Ich habe es ja bereits erlebt, dass ich bei dramatischen Szenen in Serien oder Filmen gerne mitweine, doch dass ich auch einfach nur auf dem Weg zur Schule täglich dieselben intensiven Gefühle empfinde, das war dann doch neu.


Ich dachte mir schon, dass es sicherlich kurios anmutete, falls mich jemand beobachtete, wie ich so beim Zebrastreifen stand, mit einem Lächeln und Tränen im Gesicht.


Empfindsamkeit wird ja selbst Frauen vorgeworfen. Das PMS steht dann für viele nicht nur für prä-, sondern auch peri- und postmenstruales Syndrom. Was ich damit sagen will, ist, dass Frauen gerne zugeschrieben wird, zu emotional oder zu empfindlich zu sein.


Dabei sollte die Gesellschaft eher ein Problem mit uns Männern haben, wenn wir uns weigern, zu zeigen, was in uns vorgeht.

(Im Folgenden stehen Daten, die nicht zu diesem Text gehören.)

//! Purpose: Parse `--size` values such as `4096`, `64k`, or `400M`.
//! Exports: `parse_size`.
//! Role: clap value parser for the CLI; units are powers of 1024.
//! Invariants: Zero, negative, overflowing, or unknown-unit sizes are rejected.

pub(crate) fn parse_size(value: &str) -> Result<u64, String> {
    let split = value
        .find(|ch: char| !ch.is_ascii_digit())
        .unwrap_or(value.len());
    let (digits, unit) = value.split_at(split);
    let base: u64 = digits.parse().map_err(|_| "invalid size".to_string())?;
    let multiplier: u64 = match unit {
        "" | "b" | "B" => 1,
        "k" | "K" => 1024,
        "m" | "M" => 1024 * 1024,
        "g" | "G" => 1024 * 1024 * 1024,
        _ => return Err("invalid size".to_string()),
    };
    match base.checked_mul(multiplier) {
        Some(size) if size > 0 => Ok(size),
        _ => Err("invalid size".to_string()),
    }
}
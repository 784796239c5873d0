// Storage engine: control block, wraparound I/O, framing, and the record engine.
pub mod control;
pub mod error;
pub mod ring;
pub mod stream;
pub mod varint;
pub mod wrap;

Denn erst wenn wir zu unseren Gefühlen stehen, können wir integer sein und authentisch, um uns wohl in unserer Haut zu fühlen.



Die zwei Seiten der Empfindsamkeit


Ich habe jedenfalls, seit ich diese erhöhte Empfindsamkeit an mir wahrnehme, erlebt, dass auch dieser Zustand sowohl aus dem Mangel der Angst, als auch aus der Fülle der Liebe erlebt werden kann.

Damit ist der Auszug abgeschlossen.